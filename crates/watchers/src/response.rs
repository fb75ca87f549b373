//! The request seen by a watcher chain and the response it shares.

use axum::body::{Body, Bytes};
use axum::http::{header, HeaderMap, HeaderValue, Method, StatusCode};
use axum::response::{IntoResponse, Response};

use crate::error::ResponseError;

/// A fully read inbound webhook request.
///
/// The body is read once per request and shared read-only by every
/// watcher in the chain.
#[derive(Debug, Clone)]
pub struct WebhookRequest {
    /// Request method
    pub method: Method,
    /// Request headers
    pub headers: HeaderMap,
    /// Raw body bytes
    pub body: Bytes,
}

impl WebhookRequest {
    /// Create a request.
    #[must_use]
    pub const fn new(method: Method, headers: HeaderMap, body: Bytes) -> Self {
        Self {
            method,
            headers,
            body,
        }
    }

    /// Header value, trimmed and lower-cased. Missing or non-UTF-8 values
    /// become an empty string.
    #[must_use]
    pub fn normalized_header(&self, name: &str) -> String {
        self.header(name).trim().to_lowercase()
    }

    /// Raw header value, or an empty string.
    #[must_use]
    pub fn header(&self, name: &str) -> &str {
        self.headers
            .get(name)
            .and_then(|v| v.to_str().ok())
            .unwrap_or_default()
    }

    /// Check if the header is present with a non-blank value.
    #[must_use]
    pub fn has_header(&self, name: &str) -> bool {
        !self.header(name).trim().is_empty()
    }
}

/// The one response shared by every watcher in a chain.
///
/// The first participant to write the status line owns the response; later
/// writes fail with [`ResponseError::HeadersAlreadySent`].
#[derive(Debug, Default)]
pub struct WebhookResponse {
    status: Option<StatusCode>,
    headers: HeaderMap,
    body: Vec<u8>,
}

impl WebhookResponse {
    /// Create an unsent response.
    #[must_use]
    pub fn new() -> Self {
        Self::default()
    }

    /// Check if a status line has been written.
    #[must_use]
    pub const fn headers_sent(&self) -> bool {
        self.status.is_some()
    }

    /// The written status, if any.
    #[must_use]
    pub const fn status(&self) -> Option<StatusCode> {
        self.status
    }

    /// Write the status line.
    pub fn write_head(&mut self, status: StatusCode) -> Result<(), ResponseError> {
        if self.headers_sent() {
            return Err(ResponseError::HeadersAlreadySent);
        }
        self.status = Some(status);
        Ok(())
    }

    /// Write the status line with a JSON content type advertised.
    pub fn write_head_json(&mut self, status: StatusCode) -> Result<(), ResponseError> {
        self.write_head(status)?;
        self.headers.insert(
            header::CONTENT_TYPE,
            HeaderValue::from_static("application/json"),
        );
        Ok(())
    }

    /// Write the status line and a plain-text body.
    pub fn write_text(&mut self, status: StatusCode, text: &str) -> Result<(), ResponseError> {
        self.write_head(status)?;
        self.headers.insert(
            header::CONTENT_TYPE,
            HeaderValue::from_static("text/plain; charset=utf-8"),
        );
        self.body.extend_from_slice(text.as_bytes());
        Ok(())
    }

    /// Close the response. Unwritten responses answer `204 No Content`.
    #[must_use]
    pub fn finish(self) -> Response {
        let status = self.status.unwrap_or(StatusCode::NO_CONTENT);
        let mut response = if status == StatusCode::NO_CONTENT {
            Response::new(Body::empty())
        } else {
            Response::new(Body::from(self.body))
        };
        *response.status_mut() = status;
        response.headers_mut().extend(self.headers);
        response
    }
}

impl IntoResponse for WebhookResponse {
    fn into_response(self) -> Response {
        self.finish()
    }
}
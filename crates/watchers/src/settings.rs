//! Watcher settings and notification policy.

use std::fmt;

use notify::NotificationKind;
use serde::{Deserialize, Serialize};
use serde_json::Value;

use crate::error::ConfigError;

/// A supported git hosting provider.
#[derive(Debug, Clone, Copy, PartialEq, Eq, Hash)]
pub enum Provider {
    /// GitHub (`x-github-event`)
    GitHub,
    /// GitLab (`x-gitlab-event`)
    GitLab,
    /// Bitbucket Cloud (`x-event-key`)
    Bitbucket,
    /// Gitea (`x-gitea-event`)
    Gitea,
}

impl Provider {
    /// Resolve a provider from its configured name.
    ///
    /// Matching is case-insensitive and ignores surrounding whitespace. An
    /// empty name means GitHub.
    pub fn from_name(name: &str) -> Result<Self, ConfigError> {
        match name.trim().to_lowercase().as_str() {
            "" | "github" => Ok(Self::GitHub),
            "gitlab" => Ok(Self::GitLab),
            "bitbucket" => Ok(Self::Bitbucket),
            "gitea" => Ok(Self::Gitea),
            other => Err(ConfigError::UnsupportedProvider(other.to_string())),
        }
    }

    /// Display name used in log output and notification prefixes.
    #[must_use]
    pub const fn display_name(&self) -> &'static str {
        match self {
            Self::GitHub => "GitHub",
            Self::GitLab => "GitLab",
            Self::Bitbucket => "Bitbucket",
            Self::Gitea => "Gitea",
        }
    }
}

impl fmt::Display for Provider {
    fn fmt(&self, f: &mut fmt::Formatter<'_>) -> fmt::Result {
        f.write_str(self.display_name())
    }
}

/// Issue notification toggles. Unset toggles are on.
#[derive(Debug, Clone, Default, PartialEq, Eq, Serialize, Deserialize)]
#[serde(rename_all = "camelCase")]
pub struct IssueToggles {
    /// Notify when an issue has been opened
    #[serde(default, alias = "created")]
    pub opened: Option<bool>,
    /// Notify when an issue has been closed
    #[serde(default)]
    pub closed: Option<bool>,
    /// Notify when an issue has been re-opened
    #[serde(default)]
    pub reopened: Option<bool>,
    /// Notify when an issue received a comment
    #[serde(default)]
    pub new_comment: Option<bool>,
}

/// Pull request notification toggles. Unset toggles are on.
#[derive(Debug, Clone, Default, PartialEq, Eq, Serialize, Deserialize)]
#[serde(rename_all = "camelCase")]
pub struct PullRequestToggles {
    /// Notify when a pull request has been opened
    #[serde(default)]
    pub opened: Option<bool>,
    /// Notify when a pull request has been closed
    #[serde(default)]
    pub closed: Option<bool>,
    /// Notify when a pull request has been re-opened
    #[serde(default)]
    pub reopened: Option<bool>,
}

/// Settings for one watcher.
///
/// Immutable once a watcher has been built from it.
#[derive(Debug, Clone, Default, PartialEq, Serialize, Deserialize)]
#[serde(rename_all = "camelCase")]
pub struct WatcherSettings {
    /// Provider name (`github`, `gitlab`, `bitbucket`, `gitea`)
    #[serde(default)]
    pub provider: Option<String>,
    /// Whether the watcher is enabled (default: true)
    #[serde(default)]
    pub enabled: Option<bool>,
    /// Serve over HTTPS (default: false)
    #[serde(default)]
    pub secure: Option<bool>,
    /// Display name
    #[serde(default)]
    pub name: Option<String>,
    /// Shared secret used to authenticate requests
    #[serde(default)]
    pub secret: Option<Value>,
    /// Issue notification toggles
    #[serde(default)]
    pub issues: Option<IssueToggles>,
    /// Pull request notification toggles
    #[serde(default)]
    pub pull_requests: Option<PullRequestToggles>,
    /// Notify about pushes (default: true)
    #[serde(default)]
    pub push: Option<bool>,
    /// CA file (secure only)
    #[serde(default)]
    pub ca: Option<String>,
    /// Certificate file (secure only)
    #[serde(default)]
    pub cert: Option<String>,
    /// Private key file (secure only)
    #[serde(default)]
    pub key: Option<String>,
}

impl WatcherSettings {
    /// Settings for the given provider with every other value defaulted.
    #[must_use]
    pub fn for_provider(provider: impl Into<String>) -> Self {
        Self {
            provider: Some(provider.into()),
            ..Self::default()
        }
    }

    /// Build settings from one configured value.
    ///
    /// `null` means GitHub with defaults, a bare string (or other scalar)
    /// names the provider, and an object is read as-is.
    pub fn from_value(value: Value) -> Result<Self, ConfigError> {
        match value {
            Value::Null => Ok(Self::for_provider("github")),
            Value::String(provider) => Ok(Self::for_provider(provider)),
            Value::Object(_) => Ok(serde_json::from_value(value)?),
            Value::Array(_) => Err(ConfigError::InvalidSettings(serde::de::Error::custom(
                "nested lists of watcher settings are not supported",
            ))),
            other => Ok(Self::for_provider(other.to_string())),
        }
    }

    /// Resolve the provider.
    pub fn provider(&self) -> Result<Provider, ConfigError> {
        Provider::from_name(self.provider.as_deref().unwrap_or_default())
    }

    /// Whether the watcher is enabled.
    #[must_use]
    pub fn is_enabled(&self) -> bool {
        self.enabled.unwrap_or(true)
    }

    /// Whether the watcher runs on HTTPS.
    #[must_use]
    pub fn is_secure(&self) -> bool {
        self.secure.unwrap_or(false)
    }

    /// The shared secret as a string, or `None` when not configured.
    ///
    /// Scalars are stringified; `null` and empty strings mean no secret.
    #[must_use]
    pub fn secret(&self) -> Option<String> {
        let secret = match self.secret.as_ref()? {
            Value::Null => return None,
            Value::String(s) => s.clone(),
            other => other.to_string(),
        };
        (!secret.is_empty()).then_some(secret)
    }

    /// The per-event notification policy.
    #[must_use]
    pub fn policy(&self) -> NotifyPolicy {
        let issues = self.issues.clone().unwrap_or_default();
        let pulls = self.pull_requests.clone().unwrap_or_default();

        NotifyPolicy {
            new_issue: issues.opened.unwrap_or(true),
            closed_issue: issues.closed.unwrap_or(true),
            reopened_issue: issues.reopened.unwrap_or(true),
            new_issue_comment: issues.new_comment.unwrap_or(true),
            new_pull_request: pulls.opened.unwrap_or(true),
            closed_pull_request: pulls.closed.unwrap_or(true),
            reopened_pull_request: pulls.reopened.unwrap_or(true),
            push: self.push.unwrap_or(true),
        }
    }

    /// Display name: the configured name, else the provider's name.
    #[must_use]
    pub fn display_name(&self, provider: Provider) -> String {
        self.name
            .as_deref()
            .map(str::trim)
            .filter(|n| !n.is_empty())
            .map_or_else(|| provider.display_name().to_string(), String::from)
    }

    /// TLS file reference, ignoring blank values.
    #[must_use]
    pub fn tls_file(&self, file: TlsFile) -> Option<&str> {
        let value = match file {
            TlsFile::Ca => self.ca.as_deref(),
            TlsFile::Cert => self.cert.as_deref(),
            TlsFile::Key => self.key.as_deref(),
        };
        value.map(str::trim).filter(|v| !v.is_empty())
    }
}

/// One of the TLS files a watcher may reference.
#[derive(Debug, Clone, Copy, PartialEq, Eq)]
pub enum TlsFile {
    /// CA bundle
    Ca,
    /// Server certificate
    Cert,
    /// Private key
    Key,
}

/// Which notification kinds a watcher emits.
#[derive(Debug, Clone, Copy, PartialEq, Eq)]
#[allow(clippy::struct_excessive_bools)]
pub struct NotifyPolicy {
    pub new_issue: bool,
    pub closed_issue: bool,
    pub reopened_issue: bool,
    pub new_issue_comment: bool,
    pub new_pull_request: bool,
    pub closed_pull_request: bool,
    pub reopened_pull_request: bool,
    pub push: bool,
}

impl NotifyPolicy {
    /// Check if notifications of this kind should be emitted.
    #[must_use]
    pub const fn allows(&self, kind: NotificationKind) -> bool {
        match kind {
            NotificationKind::NewIssue => self.new_issue,
            NotificationKind::ClosedIssue => self.closed_issue,
            NotificationKind::ReopenedIssue => self.reopened_issue,
            NotificationKind::NewIssueComment => self.new_issue_comment,
            NotificationKind::NewPullRequest => self.new_pull_request,
            NotificationKind::ClosedPullRequest => self.closed_pull_request,
            NotificationKind::ReopenedPullRequest => self.reopened_pull_request,
            NotificationKind::Push => self.push,
        }
    }
}

impl Default for NotifyPolicy {
    fn default() -> Self {
        WatcherSettings::default().policy()
    }
}
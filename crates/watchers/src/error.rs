//! Error types for webhook watchers, listener groups, and provisioning.

use axum::http::StatusCode;
use thiserror::Error;

use crate::tls::TlsError;

/// Problems with a single watcher configuration entry.
///
/// Reported per entry; the rest of a reload continues.
#[derive(Debug, Error)]
pub enum ConfigError {
    /// The provider name is not one of the supported providers
    #[error("git provider '{0}' is not supported")]
    UnsupportedProvider(String),

    /// A port label resolved to a value outside 1-65535
    #[error("invalid port: {0}")]
    InvalidPort(String),

    /// The settings object does not have the expected shape
    #[error("invalid watcher settings: {0}")]
    InvalidSettings(#[from] serde_json::Error),

    /// The configuration file could not be read
    #[error("failed to read {path}: {source}")]
    Read {
        path: String,
        source: std::io::Error,
    },

    /// The configuration file could not be parsed
    #[error("failed to parse {path}: {message}")]
    Parse { path: String, message: String },
}

/// Why a watcher rejected or failed a request.
///
/// Every variant maps onto the HTTP status written back to the sender.
#[derive(Debug, Error)]
pub enum WatcherError {
    /// Only `POST` is accepted
    #[error("method not allowed")]
    MethodNotAllowed,

    /// The request carried no headers at all
    #[error("request has no headers")]
    MissingHeaders,

    /// Content type is not `application/json`
    #[error("content type must be application/json")]
    UnsupportedContentType,

    /// Body is not a JSON object
    #[error("malformed payload: {0}")]
    MalformedPayload(String),

    /// Signature or secret did not match
    #[error("request could not be authenticated")]
    NotAuthenticated,

    /// Any other fault while handling the request
    #[error("{0}")]
    Internal(String),
}

impl WatcherError {
    /// HTTP status for this error.
    ///
    /// `MissingHeaders` answers 402 and `NotAuthenticated` answers 404 so
    /// that a wrong secret looks like an unknown route.
    #[must_use]
    pub const fn status_code(&self) -> StatusCode {
        match self {
            Self::MethodNotAllowed => StatusCode::METHOD_NOT_ALLOWED,
            Self::MissingHeaders => StatusCode::PAYMENT_REQUIRED,
            Self::UnsupportedContentType => StatusCode::NOT_ACCEPTABLE,
            Self::MalformedPayload(_) => StatusCode::BAD_REQUEST,
            Self::NotAuthenticated => StatusCode::NOT_FOUND,
            Self::Internal(_) => StatusCode::INTERNAL_SERVER_ERROR,
        }
    }
}

/// Failures starting a listener group.
///
/// Reported per group; the group is left out of the running set.
#[derive(Debug, Error)]
pub enum ListenerError {
    /// The socket could not be bound
    #[error("could not bind port {port}: {source}")]
    Bind {
        port: u16,
        source: std::io::Error,
    },

    /// TLS material could not be loaded
    #[error(transparent)]
    Tls(#[from] TlsError),

    /// A secure group has no certificate configured
    #[error("secure listener on port {0} has no certificate configured")]
    MissingCertificate(u16),

    /// A secure group has no private key configured
    #[error("secure listener on port {0} has no private key configured")]
    MissingKey(u16),
}

/// Errors writing the shared response.
#[derive(Debug, Error, PartialEq, Eq)]
pub enum ResponseError {
    /// Another chain participant already sent the status line
    #[error("response headers already sent")]
    HeadersAlreadySent,
}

* * * * *

Pull each line containing "IntoResponse" from the records.

use axum::response::{IntoResponse, Response};
impl IntoResponse for WebhookResponse {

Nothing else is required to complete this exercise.